*** Begin section ***

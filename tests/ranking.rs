//! Engine tests against the in-memory catalog with a fixed clock and
//! seeded RNGs. Trending assertions stick to scores and membership; tie
//! order is randomized by design.

use std::collections::HashSet;

use anyhow::Result;
use async_trait::async_trait;
use chrono::{DateTime, Duration, TimeZone, Utc};
use mongodb::bson::oid::ObjectId;
use rand::rngs::StdRng;
use rand::SeedableRng;

use booknook::covers::{CoverCache, CoverFetcher};
use booknook::models::{Book, Bookmark, Review, ReviewStatus};
use booknook::ranking::{
    latest_books, top_week_books, trending_books, LATEST_LIMIT, LATEST_MIN, SECTION_LIMIT,
};
use booknook::repo::{BookStore, EngagementLog, MemoryCatalog, SortOrder};

fn fixed_now() -> DateTime<Utc> {
    Utc.with_ymd_and_hms(2024, 6, 15, 12, 0, 0).unwrap()
}

fn book(title: &str, age_days: i64, now: DateTime<Utc>) -> Book {
    Book {
        id: None,
        title: title.to_string(),
        author: "Test Author".to_string(),
        cover_url: None,
        genre: Some("Fantasy".to_string()),
        description: None,
        publisher: None,
        pages: None,
        created_at: now - Duration::days(age_days),
    }
}

fn review(book_id: ObjectId, status: ReviewStatus, age_days: i64, now: DateTime<Utc>) -> Review {
    Review {
        id: None,
        book_id,
        rating: 4,
        text: "solid read".to_string(),
        status,
        created_at: now - Duration::days(age_days),
    }
}

fn bookmark(book_id: ObjectId, age_days: i64, now: DateTime<Utc>) -> Bookmark {
    Bookmark {
        id: None,
        book_id,
        user_id: ObjectId::new(),
        created_at: now - Duration::days(age_days),
    }
}

/// Never fetches; ranking tests only use local or absent covers.
struct PanicFetcher;

#[async_trait]
impl CoverFetcher for PanicFetcher {
    async fn fetch(&self, url: &str) -> Result<Vec<u8>> {
        panic!("unexpected cover fetch for {url}");
    }
}

fn no_covers() -> CoverCache {
    CoverCache::new(std::env::temp_dir().join("booknook-test-unused"), Box::new(PanicFetcher))
}

fn ids_of(books: &[Book]) -> Vec<ObjectId> {
    books.iter().filter_map(|b| b.id).collect()
}

fn assert_distinct(books: &[Book]) {
    let ids = ids_of(books);
    let set: HashSet<_> = ids.iter().collect();
    assert_eq!(set.len(), ids.len(), "duplicate book ids in list");
}

// ---------- Latest ----------

#[tokio::test]
async fn latest_caps_at_twelve_newest_first() {
    let now = fixed_now();
    let catalog = MemoryCatalog::new();
    for i in 0..20 {
        catalog.insert_book(book(&format!("b{i}"), i, now));
    }

    let latest = latest_books(&catalog, &no_covers()).await.unwrap();

    assert_eq!(latest.len(), LATEST_LIMIT);
    assert_distinct(&latest);
    // newest first: ages 0..11
    assert_eq!(latest[0].title, "b0");
    assert_eq!(latest[11].title, "b11");
}

#[tokio::test]
async fn latest_short_catalog_returns_everything_once() {
    let now = fixed_now();
    let catalog = MemoryCatalog::new();
    for i in 0..5 {
        catalog.insert_book(book(&format!("b{i}"), i, now));
    }

    let latest = latest_books(&catalog, &no_covers()).await.unwrap();

    // backfill has nothing left to add
    assert_eq!(latest.len(), 5);
    assert_distinct(&latest);
}

/// Store whose primary "most recent" query is artificially short, to
/// drive the backfill path while more books exist.
struct SparseRecent {
    inner: MemoryCatalog,
    recent_limit: usize,
}

#[async_trait]
impl BookStore for SparseRecent {
    async fn most_recent(&self, limit: usize) -> Result<Vec<Book>> {
        let capped = limit.min(self.recent_limit);
        self.inner.most_recent(capped).await
    }
    async fn random_excluding(&self, exclude: &[ObjectId], limit: usize) -> Result<Vec<Book>> {
        self.inner.random_excluding(exclude, limit).await
    }
    async fn all(&self) -> Result<Vec<Book>> {
        self.inner.all().await
    }
    async fn by_id(&self, id: ObjectId) -> Result<Option<Book>> {
        self.inner.by_id(id).await
    }
    async fn by_ids(&self, ids: &[ObjectId]) -> Result<Vec<Book>> {
        self.inner.by_ids(ids).await
    }
    async fn distinct_genres(&self) -> Result<Vec<String>> {
        self.inner.distinct_genres().await
    }
    async fn set_cover(&self, id: ObjectId, cover_url: &str) -> Result<()> {
        self.inner.set_cover(id, cover_url).await
    }
    async fn browse(
        &self,
        q: Option<&str>,
        genre: Option<&str>,
        sort: SortOrder,
    ) -> Result<Vec<Book>> {
        self.inner.browse(q, genre, sort).await
    }
}

#[tokio::test]
async fn latest_backfills_to_minimum_without_duplicates() {
    let now = fixed_now();
    let catalog = MemoryCatalog::new();
    for i in 0..10 {
        catalog.insert_book(book(&format!("b{i}"), i, now));
    }
    let store = SparseRecent { inner: catalog, recent_limit: 3 };

    let latest = latest_books(&store, &no_covers()).await.unwrap();

    assert_eq!(latest.len(), LATEST_MIN);
    assert_distinct(&latest);
    // primary result survives in front
    assert_eq!(latest[0].title, "b0");
    assert_eq!(latest[1].title, "b1");
    assert_eq!(latest[2].title, "b2");
}

#[tokio::test]
async fn latest_single_book_is_duplicated_for_the_carousel() {
    let now = fixed_now();
    let catalog = MemoryCatalog::new();
    let id = catalog.insert_book(book("only", 1, now));

    let latest = latest_books(&catalog, &no_covers()).await.unwrap();

    assert_eq!(latest.len(), 2);
    assert_eq!(latest[0].id, Some(id));
    assert_eq!(latest[1].id, Some(id));
}

#[tokio::test]
async fn empty_catalog_produces_empty_lists() {
    let now = fixed_now();
    let catalog = MemoryCatalog::new();
    let mut rng = StdRng::seed_from_u64(7);

    let latest = latest_books(&catalog, &no_covers()).await.unwrap();
    let top = top_week_books(&catalog, &catalog, now).await.unwrap();
    let trending = trending_books(&catalog, &catalog, now, &mut rng).await.unwrap();

    assert!(latest.is_empty());
    assert!(top.is_empty());
    assert!(trending.is_empty());
}

// ---------- Top-of-Week ----------

#[tokio::test]
async fn top_week_only_counts_approved_reviews_inside_the_window() {
    let now = fixed_now();
    let catalog = MemoryCatalog::new();
    let fresh = catalog.insert_book(book("fresh", 20, now));
    let stale = catalog.insert_book(book("stale", 20, now));
    let pending = catalog.insert_book(book("pending", 20, now));

    catalog.insert_review(review(fresh, ReviewStatus::Approved, 6, now));
    catalog.insert_review(review(stale, ReviewStatus::Approved, 8, now));
    catalog.insert_review(review(pending, ReviewStatus::Pending, 2, now));

    let top = top_week_books(&catalog, &catalog, now).await.unwrap();

    assert_eq!(ids_of(&top), vec![fresh]);
}

#[tokio::test]
async fn top_week_orders_by_count_then_book_recency() {
    let now = fixed_now();
    let catalog = MemoryCatalog::new();
    let busy = catalog.insert_book(book("busy", 50, now));
    let newer = catalog.insert_book(book("newer", 1, now));
    let older = catalog.insert_book(book("older", 60, now));

    for d in 1..=3 {
        catalog.insert_review(review(busy, ReviewStatus::Approved, d, now));
    }
    catalog.insert_review(review(newer, ReviewStatus::Approved, 2, now));
    catalog.insert_review(review(older, ReviewStatus::Approved, 3, now));

    let top = top_week_books(&catalog, &catalog, now).await.unwrap();

    // 3 reviews first, then the 1-review tie broken by newest book
    assert_eq!(ids_of(&top), vec![busy, newer, older]);
}

#[tokio::test]
async fn top_week_caps_at_eight() {
    let now = fixed_now();
    let catalog = MemoryCatalog::new();
    for i in 0..12 {
        let id = catalog.insert_book(book(&format!("b{i}"), 30, now));
        catalog.insert_review(review(id, ReviewStatus::Approved, 1, now));
    }

    let top = top_week_books(&catalog, &catalog, now).await.unwrap();

    assert_eq!(top.len(), SECTION_LIMIT);
    assert_distinct(&top);
}

/// Records how many ids each `by_ids` call asks for, to pin down how
/// much of the catalog the weekly list actually loads.
struct FetchLedger {
    inner: MemoryCatalog,
    requested: std::sync::Mutex<Vec<usize>>,
}

impl FetchLedger {
    fn new(inner: MemoryCatalog) -> Self {
        Self { inner, requested: std::sync::Mutex::new(Vec::new()) }
    }
}

#[async_trait]
impl BookStore for FetchLedger {
    async fn most_recent(&self, limit: usize) -> Result<Vec<Book>> {
        self.inner.most_recent(limit).await
    }
    async fn random_excluding(&self, exclude: &[ObjectId], limit: usize) -> Result<Vec<Book>> {
        self.inner.random_excluding(exclude, limit).await
    }
    async fn all(&self) -> Result<Vec<Book>> {
        self.inner.all().await
    }
    async fn by_id(&self, id: ObjectId) -> Result<Option<Book>> {
        self.inner.by_id(id).await
    }
    async fn by_ids(&self, ids: &[ObjectId]) -> Result<Vec<Book>> {
        self.requested.lock().unwrap().push(ids.len());
        self.inner.by_ids(ids).await
    }
    async fn distinct_genres(&self) -> Result<Vec<String>> {
        self.inner.distinct_genres().await
    }
    async fn set_cover(&self, id: ObjectId, cover_url: &str) -> Result<()> {
        self.inner.set_cover(id, cover_url).await
    }
    async fn browse(
        &self,
        q: Option<&str>,
        genre: Option<&str>,
        sort: SortOrder,
    ) -> Result<Vec<Book>> {
        self.inner.browse(q, genre, sort).await
    }
}

#[tokio::test]
async fn top_week_fetches_only_the_contending_books() {
    let now = fixed_now();
    let catalog = MemoryCatalog::new();
    // distinct counts 1..=12: only the best 8 are contenders
    let mut best = None;
    for i in 0..12 {
        let id = catalog.insert_book(book(&format!("b{i}"), 30, now));
        for _ in 0..=i {
            catalog.insert_review(review(id, ReviewStatus::Approved, 1, now));
        }
        best = Some(id);
    }
    let store = FetchLedger::new(catalog);

    let top = top_week_books(&store, &store.inner, now).await.unwrap();

    assert_eq!(top.len(), SECTION_LIMIT);
    assert_eq!(top[0].id, best);
    assert_eq!(*store.requested.lock().unwrap(), vec![SECTION_LIMIT]);
}

#[tokio::test]
async fn top_week_keeps_cutoff_ties_for_the_recency_break() {
    let now = fixed_now();
    let catalog = MemoryCatalog::new();
    let big = catalog.insert_book(book("big", 50, now));
    for _ in 0..3 {
        catalog.insert_review(review(big, ReviewStatus::Approved, 1, now));
    }
    // nine two-review books tied at the cutoff, distinct ages
    let mut tied = Vec::new();
    for age in 1..=9 {
        let id = catalog.insert_book(book(&format!("tied{age}"), age, now));
        for _ in 0..2 {
            catalog.insert_review(review(id, ReviewStatus::Approved, 2, now));
        }
        tied.push(id);
    }

    let top = top_week_books(&catalog, &catalog, now).await.unwrap();

    // 3-review book first, then the newest seven of the tied books
    let mut expected = vec![big];
    expected.extend(tied.iter().take(7).copied());
    assert_eq!(ids_of(&top), expected);
}

// ---------- Trending ----------

#[tokio::test]
async fn trending_never_excludes_engagement_free_books() {
    let now = fixed_now();
    let catalog = MemoryCatalog::new();
    let quiet = catalog.insert_book(book("quiet", 0, now));
    let busy = catalog.insert_book(book("busy", 40, now));
    for d in 0..5 {
        catalog.insert_bookmark(bookmark(busy, d, now));
    }

    let mut rng = StdRng::seed_from_u64(1);
    let trending = trending_books(&catalog, &catalog, now, &mut rng).await.unwrap();

    let ids: HashSet<_> = ids_of(&trending).into_iter().collect();
    assert!(ids.contains(&quiet));
    assert!(ids.contains(&busy));
}

#[tokio::test]
async fn trending_heavy_engagement_beats_any_random_draw() {
    let now = fixed_now();
    let catalog = MemoryCatalog::new();
    // 100 bookmarks * 2 = 200, above the 109 ceiling a zero-engagement
    // book can reach (newness 10 + diversity 99)
    let hit = catalog.insert_book(book("hit", 40, now));
    for _ in 0..100 {
        catalog.insert_bookmark(bookmark(hit, 5, now));
    }
    for i in 0..5 {
        catalog.insert_book(book(&format!("quiet{i}"), 0, now));
    }

    for seed in 0..10 {
        let mut rng = StdRng::seed_from_u64(seed);
        let trending = trending_books(&catalog, &catalog, now, &mut rng).await.unwrap();
        assert_eq!(trending[0].id, Some(hit), "seed {seed}");
    }
}

#[tokio::test]
async fn trending_window_rules() {
    let now = fixed_now();
    let catalog = MemoryCatalog::new();
    let a = catalog.insert_book(book("a", 40, now));
    // bookmarks outside the 30-day window must not count; all-time
    // approved reviews always count
    catalog.insert_bookmark(bookmark(a, 31, now));
    catalog.insert_review(review(a, ReviewStatus::Approved, 200, now));

    let bookmarks = catalog.bookmarks_since(now - Duration::days(30)).await.unwrap();
    let reviews = catalog.approved_reviews_total().await.unwrap();

    assert!(!bookmarks.contains_key(&a));
    assert_eq!(reviews.get(&a), Some(&1));
}

#[tokio::test]
async fn trending_caps_at_eight_and_is_distinct() {
    let now = fixed_now();
    let catalog = MemoryCatalog::new();
    for i in 0..20 {
        catalog.insert_book(book(&format!("b{i}"), i, now));
    }

    let mut rng = StdRng::seed_from_u64(99);
    let trending = trending_books(&catalog, &catalog, now, &mut rng).await.unwrap();

    assert_eq!(trending.len(), SECTION_LIMIT);
    assert_distinct(&trending);
}

// ---------- Store queries used by the backfill ----------

#[tokio::test]
async fn random_excluding_respects_the_exclusion_set() {
    let now = fixed_now();
    let catalog = MemoryCatalog::new();
    let mut excluded = Vec::new();
    for i in 0..6 {
        excluded.push(catalog.insert_book(book(&format!("x{i}"), i, now)));
    }
    let kept: HashSet<_> = (0..4)
        .map(|i| catalog.insert_book(book(&format!("k{i}"), 50 + i, now)))
        .collect();

    let picked = catalog.random_excluding(&excluded, 10).await.unwrap();

    assert_eq!(picked.len(), kept.len());
    for b in &picked {
        assert!(kept.contains(&b.id.unwrap()));
    }
}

*** End section ***

*What you should do:*
The word to find is "stale". Copy every line of the data that holds it.

*Response:*
    let stale = catalog.insert_book(book("stale", 20, now));
    catalog.insert_review(review(stale, ReviewStatus::Approved, 8, now));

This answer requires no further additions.